Satiren im 20. Jahrhundert

In der Literatur des 20. Jahrhunderts wird der satirische Roman von Autoren wie Aldous Huxley und George Orwell eingesetzt, um vor den Gefahren einer dystopischen Gesellschaft zu warnen. Schöne neue Welt, Farm der Tiere und 1984 werden zu Bestsellern, freilich, ohne den erhofften gesellschaftlichen Wandel in die Wege zu leiten:

Bereits in den 1920er-Jahren hatte Sinclair Lewis mit seinen satirischen Romanen zum amerikanischen Alltag dieser Zeit vorgelegt. 1930 wurde er zum ersten amerikanischen Schriftsteller, der den Literaturnobelpreis erhielt. Später dann kommt Joseph Hellers Catch 22: Dieser satirische Antikriegsroman erzählt vom Air Force Captain John Yossarian, der vergeblich versucht, jedem Kampfeinsatz aus dem Weg zu gehen und aus dem Militär entlassen zu werden. Hellers ablehnende Haltung zu Militär und Krieg wird sehr deutlich.

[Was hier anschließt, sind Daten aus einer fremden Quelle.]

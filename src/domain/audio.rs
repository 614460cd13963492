use serde::{Deserialize, Serialize};
use zeroize::Zeroize;

/// Captured microphone audio, cleared from memory on drop.
///
/// PCM samples are 16-bit mono at the capture sample rate (16kHz by
/// default, which every backend here accepts).
#[derive(Debug, Zeroize)]
#[zeroize(drop)]
pub struct AudioBuffer {
    samples: Vec<i16>,
    sample_rate: u32,
}

impl AudioBuffer {
    pub fn from_samples(sample_rate: u32, samples: Vec<i16>) -> Self {
        Self {
            samples,
            sample_rate,
        }
    }

    pub fn samples(&self) -> &[i16] {
        &self.samples
    }

    pub fn sample_rate(&self) -> u32 {
        self.sample_rate
    }

    pub fn duration_secs(&self) -> f32 {
        self.samples.len() as f32 / self.sample_rate as f32
    }

    /// Little-endian PCM bytes, the wire format the recognition backend
    /// accepts as `audio/l16`.
    pub fn to_le_bytes(&self) -> Vec<u8> {
        let mut bytes = Vec::with_capacity(self.samples.len() * 2);
        for sample in &self.samples {
            bytes.extend_from_slice(&sample.to_le_bytes());
        }
        bytes
    }
}

/// Tuning for one scoped listen: calibrate, wait for onset, record.
#[derive(Debug, Clone, Serialize, Deserialize)]
pub struct ListenConfig {
    /// Ambient-noise sampling window used to set the energy threshold.
    pub calibration_secs: f32,
    /// Maximum wait for speech onset before giving up.
    pub start_timeout_secs: f32,
    /// Hard cap on phrase duration once speech has started.
    pub phrase_limit_secs: f32,
    /// Trailing silence that ends the phrase early.
    pub pause_secs: f32,
    /// Lower bound on the energy threshold, so a dead-quiet room does not
    /// trigger on noise floor jitter. Normalized RMS, 0.0 - 1.0.
    pub energy_floor: f32,
    /// Capture sample rate in Hz.
    pub sample_rate: u32,
}

impl Default for ListenConfig {
    fn default() -> Self {
        Self {
            calibration_secs: 1.0,
            start_timeout_secs: 8.0,
            phrase_limit_secs: 12.0,
            pause_secs: 0.8,
            energy_floor: 0.01,
            sample_rate: 16_000,
        }
    }
}

impl ListenConfig {
    /// Worst-case number of samples one listen can produce.
    pub fn buffer_capacity(&self) -> usize {
        let worst_case_secs =
            self.calibration_secs + self.start_timeout_secs + self.phrase_limit_secs + 1.0;
        (worst_case_secs * self.sample_rate as f32).ceil() as usize
    }
}

/// Input audio device information.
#[derive(Debug, Clone, Serialize, Deserialize)]
pub struct AudioDevice {
    /// Unique device identifier.
    pub id: String,
    /// Human-readable device name.
    pub name: String,
    /// Whether this is the system default device.
    pub is_default: bool,
}
fn get_device(selected_device_id: Option<&str>) -> Result<Device, DomainError> {
    let host = cpal::default_host();

    if let Some(id) = selected_device_id {
        let devices = host.input_devices().map_err(|e| DomainError::AudioDevice {
            message: format!("Failed to enumerate devices: {}", e),
        })?;

        for device in devices {
            if let Ok(name) = device.name() {
                if name == id {
                    return Ok(device);
                }
            }
        }
        warn!(device_id = %id, "Selected device not found, falling back to default");
    }

    host.default_input_device()
        .ok_or_else(|| DomainError::AudioDevice {
            message: "No default input device available".to_string(),
        })
}

fn build_stream(
    device: &Device,
    target_sample_rate: u32,
    mut producer: RingProducer,
) -> Result<Stream, DomainError> {
    let supported = device
        .default_input_config()
        .map_err(|e| DomainError::AudioDevice {
            message: format!("Failed to get default config: {}", e),
        })?;

    let sample_format = supported.sample_format();
    let config = StreamConfig {
        channels: supported.channels(),
        sample_rate: supported.sample_rate(),
        buffer_size: cpal::BufferSize::Default,
    };
    let channels = config.channels as usize;
    let device_sample_rate = config.sample_rate.0;

    debug!(
        sample_rate = device_sample_rate,
        channels,
        format = ?sample_format,
        "Opening input stream"
    );

    let error_callback = |err: cpal::StreamError| warn!(?err, "Audio stream error");

    let stream = match sample_format {
        SampleFormat::I16 => device.build_input_stream(
            &config,
            move |data: &[i16], _: &cpal::InputCallbackInfo| {
                let mono = fold_to_mono(data, channels);
                let resampled = resample(&mono, device_sample_rate, target_sample_rate);
                let _ = producer.push_slice(&resampled);
            },
            error_callback,
            None,
        ),
        SampleFormat::F32 => device.build_input_stream(
            &config,
            move |data: &[f32], _: &cpal::InputCallbackInfo| {
                let i16_data: Vec<i16> = data
                    .iter()
                    .map(|&s| (s.clamp(-1.0, 1.0) * 32767.0) as i16)
                    .collect();
                let mono = fold_to_mono(&i16_data, channels);
                let resampled = resample(&mono, device_sample_rate, target_sample_rate);
                let _ = producer.push_slice(&resampled);
            },
            error_callback,
            None,
        ),
        other => {
            return Err(DomainError::AudioDevice {
                message: format!("Unsupported sample format: {:?}", other),
            });
        }
    }
    .map_err(|e| DomainError::AudioDevice {
        message: format!("Failed to build stream: {}", e),
    })?;

    Ok(stream)
}

/// One scoped listen on the audio thread. The stream lives and dies inside
/// this function, so the device is released on every exit path.
fn run_listen(
    listen: &ListenConfig,
    selected_device_id: Option<&str>,
) -> Result<Vec<i16>, DomainError> {
    let device = get_device(selected_device_id)?;
    let device_name = device.name().unwrap_or_else(|_| "Unknown".to_string());

    let ring = HeapRb::<i16>::new(listen.buffer_capacity());
    let (producer, mut consumer) = ring.split();

    let stream = build_stream(&device, listen.sample_rate, producer)?;
    stream.play().map_err(|e| DomainError::AudioDevice {
        message: format!("Failed to start stream: {}", e),
    })?;

    info!(device = %device_name, "Listening");

    let frame_len = (listen.sample_rate * FRAME_MS / 1000) as usize;
    let total_window = listen.calibration_secs + listen.start_timeout_secs + listen.phrase_limit_secs;
    let deadline = Instant::now() + Duration::from_secs_f32(total_window + 2.0);

    let mut detector = PhraseDetector::new(listen.clone());
    let mut staging: Vec<i16> = Vec::with_capacity(frame_len * 4);
    let mut chunk = vec![0i16; frame_len];

    loop {
        if Instant::now() > deadline {
            // A stalled device looks like silence to the caller.
            drop(stream);
            return match detector.finish() {
                Some(phrase) => Ok(phrase),
                None => Err(DomainError::CaptureTimeout),
            };
        }

        let read = consumer.pop_slice(&mut chunk);
        if read > 0 {
            staging.extend_from_slice(&chunk[..read]);
        }

        while staging.len() >= frame_len {
            let frame: Vec<i16> = staging.drain(..frame_len).collect();
            match detector.push_frame(&frame) {
                DetectorVerdict::Continue => {}
                DetectorVerdict::Timeout => {
                    drop(stream);
                    return Err(DomainError::CaptureTimeout);
                }
                DetectorVerdict::Complete(phrase) => {
                    drop(stream);
                    info!(
                        samples = phrase.len(),
                        secs = phrase.len() as f32 / listen.sample_rate as f32,
                        "Phrase captured"
                    );
                    return Ok(phrase);
                }
            }
        }

        thread::sleep(Duration::from_millis(10));
    }
}
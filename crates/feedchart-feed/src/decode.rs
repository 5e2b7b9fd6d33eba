//! Frame decoding.
//!
//! The counting device sends one JSON object per frame:
//!
//! ```json
//! {"quantidade": 7, "tipo": "Grande", "data": "14/03/2025", "hora": "10:30:00"}
//! ```
//!
//! `tipo` and `quantidade` are required. `data` and `hora` are optional and
//! only used when both parse; a bad timestamp never rejects the frame.

use chrono::{NaiveDate, NaiveDateTime, NaiveTime};
use feedchart_core::{Category, FeedChartError, Record, Result};
use serde::Deserialize;
use serde_json::Value;

const DATE_FORMAT: &str = "%d/%m/%Y";
const TIME_FORMAT: &str = "%H:%M:%S";

#[derive(Debug, Deserialize)]
struct WireRecord {
    #[serde(rename = "tipo")]
    category: String,
    #[serde(rename = "quantidade")]
    quantity: f64,
    #[serde(default)]
    data: Option<Value>,
    #[serde(default)]
    hora: Option<Value>,
}

/// Decode one text frame into a [`Record`].
pub fn decode_frame(text: &str) -> Result<Record> {
    let value: Value = serde_json::from_str(text).map_err(FeedChartError::decode_json)?;
    if !value.is_object() {
        return Err(FeedChartError::decode(format!(
            "expected a JSON object, got {}",
            json_kind(&value)
        )));
    }

    let wire: WireRecord = serde_json::from_value(value).map_err(FeedChartError::decode_json)?;
    if !wire.quantity.is_finite() {
        return Err(FeedChartError::decode("quantidade is not a finite number"));
    }

    let mut record = Record::new(Category::from(wire.category), wire.quantity);
    if let Some(observed_at) = observed_at(wire.data.as_ref(), wire.hora.as_ref()) {
        record = record.with_observed_at(observed_at);
    }
    Ok(record)
}

/// Decode a binary frame, which must hold UTF-8 JSON text.
pub fn decode_binary_frame(bytes: &[u8]) -> Result<Record> {
    let text = std::str::from_utf8(bytes)
        .map_err(|e| FeedChartError::decode(format!("binary frame is not UTF-8: {e}")))?;
    decode_frame(text)
}

fn observed_at(date: Option<&Value>, time: Option<&Value>) -> Option<NaiveDateTime> {
    let date = NaiveDate::parse_from_str(date?.as_str()?, DATE_FORMAT).ok()?;
    let time = NaiveTime::parse_from_str(time?.as_str()?, TIME_FORMAT).ok()?;
    Some(date.and_time(time))
}

fn json_kind(value: &Value) -> &'static str {
    match value {
        Value::Null => "null",
        Value::Bool(_) => "a boolean",
        Value::Number(_) => "a number",
        Value::String(_) => "a string",
        Value::Array(_) => "an array",
        Value::Object(_) => "an object",
    }
}
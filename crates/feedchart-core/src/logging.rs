//! Logging infrastructure for feedchart.
//!
//! Structured logging using the `tracing` ecosystem. The dashboard writes JSON
//! lines to a daily rolling file under `~/.feedchart/logs/`. A human-readable
//! stderr layer is only attached in headless mode, because the terminal UI
//! owns the screen otherwise.
//!
//! ## Example
//!
//! ```no_run
//! use feedchart_core::logging::{self, LogOutput};
//!
//! let _guard = logging::init_logging(None, false, LogOutput::FileAndConsole).expect("logging init");
//!
//! tracing::info!("feedchart started");
//! tracing::debug!(category = "Grande", quantity = 3.0, "record applied");
//! ```

use std::path::PathBuf;

use tracing_appender::non_blocking::WorkerGuard;
use tracing_subscriber::{
    EnvFilter,
    fmt::{self, format::FmtSpan},
    layer::SubscriberExt,
    util::SubscriberInitExt,
};

use crate::error::{FeedChartError, Result};

/// Log file name prefix inside the log directory.
pub const LOG_FILE_NAME: &str = "feedchart.log";

/// Where log output goes besides the JSON log file.
#[derive(Debug, Clone, Copy, PartialEq, Eq)]
pub enum LogOutput {
    /// File only (terminal UI mode)
    FileOnly,
    /// File plus compact stderr output (headless mode)
    FileAndConsole,
}

/// Guard that must be held to ensure log flushing on shutdown.
///
/// Keep this guard alive for the lifetime of the application.
pub struct LogGuard {
    _file_guard: Option<WorkerGuard>,
}

/// Initialize the feedchart logging system.
///
/// * `log_dir` - Optional custom log directory. Defaults to `~/.feedchart/logs/`
/// * `verbose` - If true, sets log level to DEBUG. Otherwise uses INFO.
/// * `output` - Whether to also log to stderr.
///
/// `RUST_LOG` overrides the level when set.
pub fn init_logging(log_dir: Option<PathBuf>, verbose: bool, output: LogOutput) -> Result<LogGuard> {
    let log_dir = match log_dir {
        Some(dir) => dir,
        None => default_log_dir()?,
    };

    std::fs::create_dir_all(&log_dir).map_err(|e| FeedChartError::DirectoryCreation {
        path: log_dir.clone(),
        source: e,
    })?;

    let file_appender = tracing_appender::rolling::daily(&log_dir, LOG_FILE_NAME);
    let (non_blocking_file, file_guard) = tracing_appender::non_blocking(file_appender);

    let default_level = if verbose { "debug" } else { "info" };
    let env_filter = EnvFilter::try_from_default_env()
        .unwrap_or_else(|_| EnvFilter::new(format!("feedchart={default_level}")));

    let file_layer = fmt::layer()
        .with_writer(non_blocking_file)
        .with_ansi(false)
        .json()
        .with_span_events(FmtSpan::CLOSE)
        .with_current_span(true)
        .with_span_list(true);

    let console_layer = (output == LogOutput::FileAndConsole).then(|| {
        fmt::layer()
            .with_writer(std::io::stderr)
            .with_ansi(true)
            .with_target(true)
            .with_thread_ids(false)
            .with_thread_names(false)
            .with_file(verbose)
            .with_line_number(verbose)
            .compact()
    });

    tracing_subscriber::registry()
        .with(env_filter)
        .with(file_layer)
        .with(console_layer)
        .try_init()
        .map_err(|e| FeedChartError::internal(format!("tracing already initialized: {e}")))?;

    tracing::debug!(log_dir = %log_dir.display(), verbose, ?output, "logging initialized");

    Ok(LogGuard {
        _file_guard: Some(file_guard),
    })
}

/// Initialize minimal console-only logging for testing.
pub fn init_test_logging() {
    let _ = tracing_subscriber::fmt()
        .with_env_filter(EnvFilter::new("debug"))
        .with_test_writer()
        .try_init();
}

/// Get the default log directory path.
///
/// Returns `~/.feedchart/logs/`
pub fn default_log_dir() -> Result<PathBuf> {
    let home = std::env::var("HOME").map_err(|_| FeedChartError::Internal {
        message: "HOME environment variable not set".into(),
    })?;

    Ok(PathBuf::from(home).join(".feedchart").join("logs"))
}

Und in Deutschland? Den ersten satirischen Roman nach dem 2. Weltkrieg legt Wolfgang Koeppen 1953 mit Das Treibhaus vor, vier Jahre später zieht Martin Walser mit Ehen in Philippsburg nach. In den 1980er-Jahren gelingt den Autoren Borlingshaus und Marquart zunächst mit dem Fortsetzungshörspiel Der Frauenarzt von Bischofsbrück und dann in Buchform eine vortreffliche Satire, in der sie die Machenschaften der Pharmaindustrie humorvoll aufs Korn nehmen und den trivialen Arztroman in überstilisierter Form genüsslich durch den Kakao ziehen.